The ruling party blames its predecessors. The opposition reminds everyone that the current administration has also enjoyed several rainy seasons without solving the problem. Citizens complain. Social media erupts. Committees are formed. Reports are commissioned. Promises are made. Then the rains stop, and national amnesia resumes until the next season.

The rain, however, remains gloriously non-partisan. It simply follows gravity and conducts its own annual audit of our planning failures.

Meanwhile, another actor in this drama deserves recognition: the ordinary citizen.

For reasons known only to us and perhaps our ancestors, we have developed a fascinating relationship with waste disposal. Many people appear convinced that drains are merely alternative refuse containers provided by the state. Plastic bottles, sachet water wrappers, food packs, and other objects whose original purpose can no longer be identified are lovingly deposited into gutters.

The same citizens then express profound shock when the drains refuse to function as drains.

The ruin of a nation begins in the homes of its people. Flooding in Accra is now largely a discipline problem.

We build where we should not build. We dump where we should not dump. We ignore laws we should obey. We excuse conduct we should condemn. We behave like the man who throws his cooking pot into the river and later accuses the river of theft.

Sadly, the consequences are no laughing matter. Families lose homes built over decades of sacrifice. Sometimes, lives are lost. Small businesses collapse overnight. Insurance coverage is limited. Recovery is slow. Public infrastructure suffers extensive damage. The economic cost runs into millions, while the emotional cost is immeasurable.

The poor, as always, carry the heaviest burden. “When two elephants fight, it is the grass that suffers.” In the contest between negligence and nature, ordinary citizens are the grass.

The tragedy is that none of this is inevitable.

In the short term, drains must be desilted aggressively and continuously. Refuse dumping laws should be enforced without fear or favour. Flood-warning systems can be improved. Obstructions in major waterways should be removed immediately before disaster strikes again. Public education can become a year-round commitment instead of a seasonal exercise.

In the medium term, every waterway and floodplain in Accra should be digitally mapped and legally protected. Officials who approve or ignore illegal developments must be held personally accountable. Developers who build in prohibited areas should bear the full cost of demolition and remediation. Drainage infrastructure must be modernised and expanded to match the realities of a growing city. Vulnerable communities should be offered practical relocation options before tragedy forces their displacement. A permanent, non-partisan flood management authority insulated from political cycles may need to oversee all these.

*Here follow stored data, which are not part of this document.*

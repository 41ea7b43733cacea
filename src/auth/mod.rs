//! Hybrid token authentication.
//!
//! Provides:
//! - Password hashing and verification (PBKDF2-HMAC-SHA256, per-account salt)
//! - Signed per-application tokens (HS256, secret owned by the target app)
//! - A server-side ledger of SHA-256 token digests, authoritative for liveness
//! - A background sweeper that purges expired ledger records
//!
//! ## Design Decisions
//! - Every token exists twice: as a signed envelope the client holds and as
//!   a digest row the server holds. Both carry the same expiry instant.
//! - `is_authenticated` trusts only the ledger, so deleting a row revokes a
//!   token whose signature would still verify.
//! - Storage, registry and ledger are traits; the core is tested against
//!   [`crate::store::MemoryStore`] and deployed on [`crate::store::SqliteStore`].

pub mod clock;
pub mod context;
pub mod error;
pub mod password;
pub mod service;
pub mod sweep;
pub mod token;
pub mod traits;

pub use clock::{Clock, ManualClock, SystemClock};
pub use context::RequestContext;
pub use error::{AuthError, ErrorKind};
pub use password::{CredentialError, CredentialVerifier};
pub use service::{AuthService, UserInfo};
pub use sweep::Sweeper;
pub use token::{Claims, IssuedToken, TokenCodec, TokenError};
pub use traits::{Account, AccountStore, AppRegistry, NewAccount, RegisteredApp, Role, TokenLedger};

Above all, Ghana must rediscover accountability.

And so, as dark clouds gather once again over Accra, citizens look skyward with a familiar prayer: not merely for less rain, but for more responsibility.

For the greatest flood threatening Accra may not be the water from the heavens. It may be the overflowing river of indiscipline, negligence, impunity, political convenience, and institutional silence that has been rising – unchecked – for decades through our country.

Until that river is contained, Accra’s annual swimming competition will remain open to all participants—willing participants, reluctant participants, and those who simply woke up one morning to find a canoe parked in their living room.